> Work instructions:
Find the lines below holding the word "source" and copy each of them.

Segment Start: Records for the exercise

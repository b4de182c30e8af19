pub mod maps_service;
pub mod types;
use async_trait::async_trait;
use tracing::error;
use urlencoding::encode;

use super::types::{
    google_autocomplete_response::GoogleAutocompleteResponse,
    google_place_details_response::GooglePlaceDetailsResponse,
    maps_service_error::MapsServiceError,
};
use crate::services::capabilities::{
    DetailsRequest, PlaceDetailsService, PredictionRequest, PredictionService, ServiceResponse,
    STATUS_OK,
};
use crate::types::address_component::RawAddressComponent;
use crate::types::prediction::Prediction;

/// Status reported to the caller when the HTTP round trip itself fails, so
/// the trait boundary stays status-string-only.
const STATUS_TRANSPORT_ERROR: &str = "UNKNOWN_ERROR";

#[derive(Clone)]
pub struct GoogleMapsConfig {
    pub api_key: String,
    pub host: String,
}

/// HTTP client for the Google Places autocomplete and details web endpoints,
/// implementing both widget capabilities.
#[derive(Clone)]
pub struct GoogleMapsService {
    config: GoogleMapsConfig,
    client: reqwest::Client,
}

impl GoogleMapsService {
    pub fn new(config: GoogleMapsConfig) -> Self {
        Self {
            config,
            client: reqwest::Client::new(),
        }
    }

    async fn fetch_predictions(
        &self,
        request: &PredictionRequest,
    ) -> Result<GoogleAutocompleteResponse, MapsServiceError> {
        let mut url = format!(
            "{}/maps/api/place/autocomplete/json?input={}&types={}&sessiontoken={}&key={}",
            self.config.host,
            encode(&request.input),
            encode(&request.types.join("|")),
            encode(request.session_token.as_str()),
            self.config.api_key
        );

        if let Some(country) = &request.country {
            url.push_str(&format!("&components=country:{}", encode(country)));
        }

        let resp =
            self.client.get(&url).send().await.map_err(|e| {
                MapsServiceError::Transport(format!("Failed to send request: {}", e))
            })?;

        resp.json::<GoogleAutocompleteResponse>().await.map_err(|e| {
            MapsServiceError::Decode(format!("Failed to get response body: {}", e))
        })
    }

    async fn fetch_details(
        &self,
        request: &DetailsRequest,
    ) -> Result<GooglePlaceDetailsResponse, MapsServiceError> {
        let url = format!(
            "{}/maps/api/place/details/json?place_id={}&fields={}&key={}",
            self.config.host,
            encode(&request.place_id),
            encode(&request.fields.join(",")),
            self.config.api_key
        );

        let resp =
            self.client.get(&url).send().await.map_err(|e| {
                MapsServiceError::Transport(format!("Failed to send request: {}", e))
            })?;

        resp.json::<GooglePlaceDetailsResponse>().await.map_err(|e| {
            MapsServiceError::Decode(format!("Failed to get response body: {}", e))
        })
    }
}

#[async_trait]
impl PredictionService for GoogleMapsService {
    async fn get_place_predictions(
        &self,
        request: PredictionRequest,
    ) -> ServiceResponse<Vec<Prediction>> {
        let body = match self.fetch_predictions(&request).await {
            Ok(body) => body,
            Err(e) => {
                error!("Autocomplete request failed: {}", e);
                return ServiceResponse::failed(STATUS_TRANSPORT_ERROR);
            }
        };

        if body.status != STATUS_OK {
            return ServiceResponse::failed(body.status);
        }

        ServiceResponse::ok(
            body.predictions
                .into_iter()
                .map(|p| Prediction {
                    // The web service carries no separate stable id; reuse
                    // the place handle as the list key.
                    id: p.place_id.clone(),
                    place_id: p.place_id,
                    description: p.description,
                })
                .collect(),
        )
    }
}

#[async_trait]
impl PlaceDetailsService for GoogleMapsService {
    async fn get_details(
        &self,
        request: DetailsRequest,
    ) -> ServiceResponse<Vec<RawAddressComponent>> {
        let body = match self.fetch_details(&request).await {
            Ok(body) => body,
            Err(e) => {
                error!("Place details request failed: {}", e);
                return ServiceResponse::failed(STATUS_TRANSPORT_ERROR);
            }
        };

        if body.status != STATUS_OK {
            return ServiceResponse::failed(body.status);
        }

        let components = body
            .result
            .map(|r| r.address_components)
            .unwrap_or_default()
            .into_iter()
            .map(|c| RawAddressComponent {
                short_name: c.short_name,
                long_name: c.long_name,
                types: c.types,
            })
            .collect();

        ServiceResponse::ok(components)
    }
}
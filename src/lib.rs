pub mod classifier;
pub mod controller;
pub mod debounce;
pub mod resolver;
pub mod services;
pub mod types;

pub use classifier::classify;
pub use controller::{AutocompleteController, Phase};
pub use types::address_component::RawAddressComponent;
pub use types::normalized_address::NormalizedAddress;
pub use types::prediction::Prediction;
pub use types::widget_config::WidgetConfig;
pub use types::widget_event::WidgetEvent;
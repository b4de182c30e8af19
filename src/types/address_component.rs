use serde::{Deserialize, Serialize};

/// One typed fragment of a geocoded address, as returned by the place
/// details service for a resolved selection. `types` is non-empty and a
/// component may carry several tags at once (e.g. `locality` + `political`).
#[derive(Clone, Debug, Serialize, Deserialize)]
pub struct RawAddressComponent {
    pub short_name: String,
    pub long_name: String,
    pub types: Vec<String>,
}

impl RawAddressComponent {
    pub fn has_type(&self, tag: &str) -> bool {
        self.types.iter().any(|t| t == tag)
    }
}
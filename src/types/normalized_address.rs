use std::collections::HashMap;

use serde::Serialize;

pub const FIELD_STREET: &str = "street";
pub const FIELD_CITY: &str = "city";
pub const FIELD_STATE: &str = "state";
pub const FIELD_POSTCODE: &str = "postcode";

/// Normalized output of a resolved place: a map from `${prefix}_street`,
/// `${prefix}_city`, `${prefix}_state` and `${prefix}_postcode` to strings.
/// An empty string is the explicit "not found" value; classification always
/// produces all four keys.
#[derive(Clone, Debug, Default, PartialEq, Eq, Serialize)]
#[serde(transparent)]
pub struct NormalizedAddress {
    fields: HashMap<String, String>,
}

pub fn field_key(prefix: &str, field: &str) -> String {
    format!("{}_{}", prefix, field)
}

impl NormalizedAddress {
    pub fn new() -> Self {
        Self::default()
    }

    pub fn set(&mut self, key: String, value: String) {
        self.fields.insert(key, value);
    }

    pub fn get(&self, key: &str) -> Option<&str> {
        self.fields.get(key).map(|v| v.as_str())
    }

    pub fn field(&self, prefix: &str, field: &str) -> Option<&str> {
        self.fields.get(&field_key(prefix, field)).map(|v| v.as_str())
    }

    /// Overlays `other` onto this map, key by key. The controller uses this
    /// to accumulate output across selections.
    pub fn merge(&mut self, other: NormalizedAddress) {
        self.fields.extend(other.fields);
    }

    pub fn len(&self) -> usize {
        self.fields.len()
    }

    pub fn is_empty(&self) -> bool {
        self.fields.is_empty()
    }

    pub fn iter(&self) -> impl Iterator<Item = (&String, &String)> {
        self.fields.iter()
    }
}
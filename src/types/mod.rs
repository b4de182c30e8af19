pub mod address_component;
pub mod normalized_address;
pub mod prediction;
pub mod session_token;
pub mod widget_config;
pub mod widget_event;
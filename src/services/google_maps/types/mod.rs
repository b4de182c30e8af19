pub mod google_autocomplete_response;
pub mod google_place_details_response;
pub mod maps_service_error;
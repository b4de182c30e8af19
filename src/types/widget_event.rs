use super::normalized_address::NormalizedAddress;

#[derive(Clone, Copy, Debug, PartialEq, Eq)]
pub enum RequestStage {
    Predictions,
    Details,
}

/// Events the widget core emits to its host. `PlaceChanged` fires at most
/// once per successful selection and carries the full accumulated output map.
/// `RequestFailed` is a side-channel for failed external calls; the
/// host-facing contract stays silent on failure, so hosts may ignore it.
#[derive(Clone, Debug, PartialEq)]
pub enum WidgetEvent {
    PlaceChanged(NormalizedAddress),
    RequestFailed { stage: RequestStage, status: String },
}
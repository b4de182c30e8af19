use uuid::Uuid;

/// Opaque handle correlating a run of prediction queries with the eventual
/// details fetch, per the prediction service's session-billing contract.
/// Minted once when the service becomes ready and reused for the whole
/// session; never regenerated mid-session.
#[derive(Clone, Debug, PartialEq, Eq)]
pub struct SessionToken(String);

impl SessionToken {
    pub fn new() -> Self {
        SessionToken(Uuid::new_v4().to_string())
    }

    pub fn as_str(&self) -> &str {
        &self.0
    }
}

impl Default for SessionToken {
    fn default() -> Self {
        Self::new()
    }
}
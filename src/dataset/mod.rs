//! Uploaded CSV tables and their pandas-style text dump.

use std::{
    io,
    path::{Path, PathBuf},
};

use anyhow::{bail, Context, Result};
use unicode_width::UnicodeWidthStr;

/// Tables longer than this are shown as head and tail only.
const MAX_ROWS: usize = 60;
const EDGE_ROWS: usize = 5;
const COLUMN_GAP: &str = "  ";

#[derive(Debug, Clone, PartialEq, Eq)]
pub struct DataTable {
    pub name: String,
    pub source: Option<PathBuf>,
    pub headers: Vec<String>,
    pub rows: Vec<Vec<String>>,
}

impl DataTable {
    pub fn from_csv_path(path: &Path) -> Result<Self> {
        if !path.is_file() {
            bail!("CSV file '{}' does not exist", path.display());
        }
        let extension = path
            .extension()
            .and_then(|ext| ext.to_str())
            .unwrap_or("")
            .to_lowercase();
        if extension != "csv" {
            bail!("Unsupported file type: .{}\nOnly .csv files can be attached", extension);
        }
        let file = std::fs::File::open(path)
            .with_context(|| format!("Failed to open '{}'", path.display()))?;
        let name = path
            .file_name()
            .map(|n| n.to_string_lossy().into_owned())
            .unwrap_or_else(|| "data.csv".into());
        let mut table = Self::from_reader(&name, file)
            .with_context(|| format!("Failed to parse CSV '{}'", path.display()))?;
        table.source = Some(path.to_path_buf());
        tracing::info!(file = %name, rows = table.rows.len(), columns = table.headers.len(), "dataset loaded");
        Ok(table)
    }

    pub fn from_reader<R: io::Read>(name: &str, reader: R) -> Result<Self> {
        let mut rdr = csv::ReaderBuilder::new()
            .has_headers(true)
            .flexible(true)
            .from_reader(reader);
        let headers: Vec<String> = rdr.headers()?.iter().map(|h| h.to_string()).collect();
        let mut rows = Vec::new();
        for record in rdr.records() {
            let record = record?;
            let mut row: Vec<String> = record.iter().map(|c| c.to_string()).collect();
            row.resize(headers.len(), String::new());
            rows.push(row);
        }
        Ok(Self { name: name.to_string(), source: None, headers, rows })
    }

    pub fn shape(&self) -> (usize, usize) {
        (self.rows.len(), self.headers.len())
    }

    /// Text rendering in the layout `print(pandas.read_csv(...))` produces.
    pub fn dump(&self) -> String {
        let (n_rows, n_cols) = self.shape();
        if n_rows == 0 {
            return format!("Empty DataFrame\nColumns: [{}]\nIndex: []", self.headers.join(", "));
        }

        let truncated = n_rows > MAX_ROWS;
        let shown: Vec<Option<usize>> = if truncated {
            (0..EDGE_ROWS)
                .map(Some)
                .chain(std::iter::once(None))
                .chain((n_rows - EDGE_ROWS..n_rows).map(Some))
                .collect()
        } else {
            (0..n_rows).map(Some).collect()
        };

        let index_labels: Vec<String> = shown
            .iter()
            .map(|r| r.map_or_else(|| "..".to_string(), |i| i.to_string()))
            .collect();
        let index_width = index_labels.iter().map(|l| l.width()).max().unwrap_or(0);

        let cells: Vec<Vec<&str>> = shown
            .iter()
            .map(|r| match r {
                Some(i) => self.rows[*i]
                    .iter()
                    .map(|c| if c.is_empty() { "NaN" } else { c.as_str() })
                    .collect(),
                None => vec!["..."; n_cols],
            })
            .collect();
        let widths: Vec<usize> = (0..n_cols)
            .map(|c| {
                cells
                    .iter()
                    .map(|row| row[c].width())
                    .chain(std::iter::once(self.headers[c].width()))
                    .max()
                    .unwrap_or(0)
            })
            .collect();

        let mut out = String::new();
        out.push_str(&" ".repeat(index_width));
        for (header, w) in self.headers.iter().zip(&widths) {
            out.push_str(COLUMN_GAP);
            out.push_str(&pad_left(header, *w));
        }
        for (label, row) in index_labels.iter().zip(&cells) {
            out.push('\n');
            out.push_str(&pad_right(label, index_width));
            for (cell, w) in row.iter().zip(&widths) {
                out.push_str(COLUMN_GAP);
                out.push_str(&pad_left(cell, *w));
            }
        }
        if truncated {
            out.push_str(&format!("\n\n[{} rows x {} columns]", n_rows, n_cols));
        }
        out
    }
}

/// User text followed by the table dump, as sent to the model.
pub fn compose_prompt(user_text: &str, table: Option<&DataTable>) -> String {
    match table {
        Some(t) => format!("{} {}", user_text, t.dump()),
        None => user_text.to_string(),
    }
}

fn pad_left(s: &str, width: usize) -> String {
    format!("{}{}", " ".repeat(width.saturating_sub(s.width())), s)
}

fn pad_right(s: &str, width: usize) -> String {
    format!("{}{}", s, " ".repeat(width.saturating_sub(s.width())))
}
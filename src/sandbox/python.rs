//! Python interpreter discovery and process bootstrap.

use std::path::{Path, PathBuf};

use tokio::process::Command;

use super::SandboxError;

const CANDIDATES: &[&str] = &["python3", "python"];

/// `configured` is a path, a program name on `PATH`, or `auto`/unset.
pub fn locate_interpreter(configured: Option<&str>) -> Result<PathBuf, SandboxError> {
    match configured.map(str::trim).filter(|c| !c.is_empty() && *c != "auto") {
        Some(c) => {
            let as_path = Path::new(c);
            if as_path.components().count() > 1 {
                if as_path.is_file() {
                    return Ok(as_path.to_path_buf());
                }
                return Err(SandboxError::InterpreterNotFound(c.to_string()));
            }
            which::which(c).map_err(|_| SandboxError::InterpreterNotFound(c.to_string()))
        }
        None => CANDIDATES
            .iter()
            .find_map(|name| which::which(name).ok())
            .ok_or_else(|| SandboxError::InterpreterNotFound(CANDIDATES.join(", "))),
    }
}

/// Base command: optional wrapper prefix, then the interpreter without bytecode writes.
pub fn command(python: &Path, wrapper: &[String]) -> Command {
    let mut cmd = match wrapper.split_first() {
        Some((program, args)) => {
            let mut c = Command::new(program);
            c.args(args).arg(python);
            c
        }
        None => Command::new(python),
    };
    cmd.arg("-B");
    cmd
}

/// Wrapper string from config, split on whitespace (`unshare -rn`).
pub fn parse_wrapper(raw: Option<&str>) -> Vec<String> {
    raw.map(|w| w.split_whitespace().map(str::to_string).collect())
        .unwrap_or_default()
}
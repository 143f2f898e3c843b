//! Tracing subscriber setup.
//!
//! One-shot runs log to stderr. The TUI owns the terminal, so it logs to a file.

use std::{fs, sync::Mutex};

use anyhow::{Context, Result};
use tracing_subscriber::EnvFilter;

use crate::config::Config;

#[derive(Debug, Clone, Copy, PartialEq, Eq)]
pub enum LogTarget {
    Stderr,
    File,
}

pub fn init(cfg: &Config, verbosity: u8, target: LogTarget) -> Result<()> {
    let filter = build_filter(cfg, verbosity);

    match target {
        LogTarget::Stderr => {
            let _ = tracing_subscriber::fmt()
                .with_env_filter(filter)
                .with_target(false)
                .with_writer(std::io::stderr)
                .try_init();
        }
        LogTarget::File => {
            let path = cfg.log_file_path();
            if let Some(dir) = path.parent() {
                fs::create_dir_all(dir)
                    .with_context(|| format!("creating log directory {}", dir.display()))?;
            }
            let file = fs::OpenOptions::new()
                .create(true)
                .append(true)
                .open(&path)
                .with_context(|| format!("opening log file {}", path.display()))?;
            let _ = tracing_subscriber::fmt()
                .with_env_filter(filter)
                .with_ansi(false)
                .with_writer(Mutex::new(file))
                .try_init();
        }
    }
    Ok(())
}

/// `RUST_LOG` wins; otherwise `LOG_LEVEL` raised one step per `-v`.
fn build_filter(cfg: &Config, verbosity: u8) -> EnvFilter {
    if let Ok(filter) = EnvFilter::try_from_default_env() {
        return filter;
    }
    let base = cfg.get("LOG_LEVEL").unwrap_or_else(|| "warn".into());
    EnvFilter::new(raise_level(&base, verbosity))
}

fn raise_level(base: &str, verbosity: u8) -> String {
    const LEVELS: &[&str] = &["error", "warn", "info", "debug", "trace"];
    let start = LEVELS
        .iter()
        .position(|l| l.eq_ignore_ascii_case(base.trim()))
        .unwrap_or(1);
    let idx = (start + verbosity as usize).min(LEVELS.len() - 1);
    format!("vizchat={}", LEVELS[idx])
}
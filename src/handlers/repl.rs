//! REPL handler with TUI interface using Ratatui.

use std::{io, path::Path};

use anyhow::Result;
use is_terminal::IsTerminal;

use crate::{session::Session, tui::run_tui_repl};

pub async fn run(session: Session, init_prompt: Option<&str>, csv: Option<&Path>) -> Result<()> {
    if !io::stdout().is_terminal() {
        eprintln!("Warning: TUI mode not available in this environment. REPL requires a proper terminal.");
        eprintln!("Try running in a terminal instead of an IDE or redirected output.");
        return Err(anyhow::anyhow!("TUI mode requires a proper terminal environment"));
    }

    run_tui_repl(session, init_prompt, csv).await
}
impl App {
    pub fn new(session: Session) -> Self {
        let mut app = Self {
            session,
            input: String::new(),
            input_cursor: 0,
            input_mode: InputMode::Normal,
            multiline_buffer: Vec::new(),
            input_history: Vec::new(),
            history_index: None,
            is_waiting: false,
            is_running: false,
            generation: 0,
            message_queue: VecDeque::new(),
            status_message: String::new(),
            show_help: false,
            chat_scroll_offset: 0,
            popup_state: PopupState::None,
        };
        app.update_status_message();
        app
    }

    pub fn model(&self) -> &str {
        &self.session.options().model
    }

    /// Messages shown in the chat area (system prompt excluded)
    pub fn visible_messages(&self) -> Vec<&ChatMessage> {
        self.session.transcript().visible().collect()
    }

    /// Record the user message and hand back what must be sent.
    pub fn begin_turn(&mut self, input: &str) -> Vec<ChatMessage> {
        self.is_waiting = true;
        let messages = self.session.begin_turn(input);
        self.scroll_to_bottom();
        self.update_status_message();
        messages
    }

    /// Returns false when the reply belongs to a conversation cleared meanwhile.
    pub fn finish_turn(&mut self, generation: u64, reply: Result<String, String>) -> bool {
        if generation != self.generation {
            tracing::debug!(generation, current = self.generation, "dropping reply from cleared conversation");
            return false;
        }
        self.is_waiting = false;
        match reply {
            Ok(text) => {
                let turn = self.session.finish_turn(text);
                if turn.code.is_some() {
                    tracing::debug!("reply carried a code block");
                }
            }
            Err(e) => self.show_error(format!("Completion failed:\n{}", e)),
        }
        self.scroll_to_bottom();
        self.update_status_message();
        true
    }

    /// Snapshot what a background run needs.
    pub fn begin_run(&mut self) -> Result<(Sandbox, ExecutionRequest)> {
        if self.is_running {
            bail!("code is already running");
        }
        let request = self.session.prepare_run()?;
        let sandbox = self.session.sandbox()?.clone();
        self.is_running = true;
        self.update_status_message();
        Ok((sandbox, request))
    }

    pub fn finish_run(&mut self, generation: u64, outcome: Result<ExecutionResult, String>) {
        if generation != self.generation {
            tracing::debug!(generation, current = self.generation, "dropping run from cleared conversation");
            return;
        }
        self.is_running = false;
        let recorded = outcome.map_err(anyhow::Error::msg).and_then(|result| {
            self.session.record_execution(result).map(|run| PopupState::ExecutionResult {
                summary: run.result.summary(),
                stdout: run.result.stdout.clone(),
                chart: run.chart_path.as_ref().map(|p| p.display().to_string()),
                success: run.result.is_success(),
            })
        });
        match recorded {
            Ok(popup) => self.popup_state = popup,
            Err(e) => self.show_error(format!("Execution failed:\n{:#}", e)),
        }
        self.scroll_to_bottom();
        self.update_status_message();
    }

    pub fn attach_csv(&mut self, path: &Path) {
        match self.session.attach_dataset(path) {
            Ok(table) => {
                let (rows, cols) = table.shape();
                tracing::info!(path = %path.display(), rows, cols, "dataset attached");
            }
            Err(e) => self.show_error(format!("Could not load {}:\n{:#}", path.display(), e)),
        }
        self.update_status_message();
    }

    pub fn detach_csv(&mut self) {
        self.session.detach_dataset();
        self.update_status_message();
    }

    pub fn show_code(&mut self) {
        match self.session.current_code() {
            Some(code) => self.popup_state = PopupState::Code(code.to_string()),
            None => self.show_error("No code block yet. Ask for a chart first.".to_string()),
        }
    }

    pub fn reset(&mut self) {
        self.session.reset();
        self.generation += 1;
        self.is_waiting = false;
        self.is_running = false;
        self.message_queue.clear();
        self.scroll_to_bottom();
        self.update_status_message();
    }

    pub fn show_error(&mut self, message: String) {
        tracing::warn!(%message, "shown to user");
        self.popup_state = PopupState::Error(message);
    }

    /// Clear input buffers
    pub fn clear_input(&mut self) {
        self.input.clear();
        self.input_cursor = 0;
        self.multiline_buffer.clear();
        self.input_mode = InputMode::Normal;
        self.history_index = None;
    }

    /// Get the current input text
    pub fn get_input_text(&self) -> String {
        match self.input_mode {
            InputMode::MultiLine => {
                let mut lines = self.multiline_buffer.clone();
                lines.push(self.input.clone());
                lines.join("\n")
            }
            InputMode::Normal => self.input.clone(),
        }
    }

    pub fn toggle_help(&mut self) {
        self.show_help = !self.show_help;
    }

    pub fn scroll_up(&mut self) {
        self.chat_scroll_offset += 1;
    }

    pub fn scroll_down(&mut self) {
        self.chat_scroll_offset = self.chat_scroll_offset.saturating_sub(1);
    }

    pub fn scroll_to_bottom(&mut self) {
        self.chat_scroll_offset = 0;
    }

    // ----- Input editing helpers -----
    pub fn move_cursor_left(&mut self) {
        if let Some((i, _)) = self.input[..self.input_cursor].char_indices().next_back() {
            self.input_cursor = i;
        }
    }

    pub fn move_cursor_right(&mut self) {
        if let Some(c) = self.input[self.input_cursor..].chars().next() {
            self.input_cursor += c.len_utf8();
        }
    }

    pub fn move_cursor_home(&mut self) {
        self.input_cursor = 0;
    }

    pub fn move_cursor_end(&mut self) {
        self.input_cursor = self.input.len();
    }

    pub fn insert_char(&mut self, c: char) {
        self.input.insert(self.input_cursor, c);
        self.input_cursor += c.len_utf8();
    }

    pub fn backspace(&mut self) {
        if self.input_cursor > 0 {
            self.move_cursor_left();
            self.input.remove(self.input_cursor);
        } else if self.input_mode == InputMode::MultiLine {
            // Merge with the previous line
            if let Some(previous) = self.multiline_buffer.pop() {
                self.input_cursor = previous.len();
                self.input = previous + &self.input;
            }
        }
    }

    pub fn delete(&mut self) {
        if self.input_cursor < self.input.len() {
            self.input.remove(self.input_cursor);
        }
    }

    pub fn push_history(&mut self, line: String) {
        if !line.trim().is_empty() && self.input_history.last() != Some(&line) {
            self.input_history.push(line);
        }
        self.history_index = None;
    }

    pub fn history_prev(&mut self) {
        if self.input_history.is_empty() {
            return;
        }
        let i = match self.history_index {
            None => self.input_history.len() - 1,
            Some(i) => i.saturating_sub(1),
        };
        self.history_index = Some(i);
        self.input = self.input_history[i].clone();
        self.move_cursor_end();
    }

    pub fn history_next(&mut self) {
        match self.history_index {
            None => {}
            Some(i) if i + 1 < self.input_history.len() => {
                self.history_index = Some(i + 1);
                self.input = self.input_history[i + 1].clone();
                self.move_cursor_end();
            }
            Some(_) => {
                self.history_index = None;
                self.input.clear();
                self.input_cursor = 0;
            }
        }
    }

    pub fn hide_popup(&mut self) {
        self.popup_state = PopupState::None;
    }

    pub fn is_popup_shown(&self) -> bool {
        self.popup_state != PopupState::None
    }

    /// Add message to queue if currently processing, otherwise return false to process immediately
    pub fn try_queue_message(&mut self, message: String) -> bool {
        if self.is_waiting {
            self.message_queue.push_back(message);
            self.update_status_message();
            true
        } else {
            false
        }
    }

    pub fn dequeue_message(&mut self) -> Option<String> {
        let msg = self.message_queue.pop_front();
        self.update_status_message();
        msg
    }

    fn update_status_message(&mut self) {
        let mut parts = vec![format!("Model: {}", self.model())];
        match self.session.dataset() {
            Some(table) => {
                let (rows, cols) = table.shape();
                parts.push(format!("Data: {} ({}x{})", table.name, rows, cols));
            }
            None => parts.push("Data: none (/csv PATH)".to_string()),
        }
        if self.is_waiting {
            parts.push("thinking...".to_string());
        }
        if self.is_running {
            parts.push("running code...".to_string());
        } else if self.session.current_code().is_some() {
            parts.push("F5 run".to_string());
        }
        if !self.message_queue.is_empty() {
            parts.push(format!("queued: {}", self.message_queue.len()));
        }
        parts.push("F1 help".to_string());
        self.status_message = parts.join(" | ");
    }

    /// Chat-area text for a message: the display override, else the text.
    pub fn message_text(message: &ChatMessage) -> &str {
        message
            .display
            .as_deref()
            .or_else(|| message.text())
            .unwrap_or("[image]")
    }

    pub fn message_prefix(role: Role) -> &'static str {
        match role {
            Role::User => ">>> ",
            Role::Assistant | Role::System => "",
        }
    }
}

Segment End: Records for the exercise

> Solution to this problem:
    pub source: Option<PathBuf>,
        table.source = Some(path.to_path_buf());
        Ok(Self { name: name.to_string(), source: None, headers, rows })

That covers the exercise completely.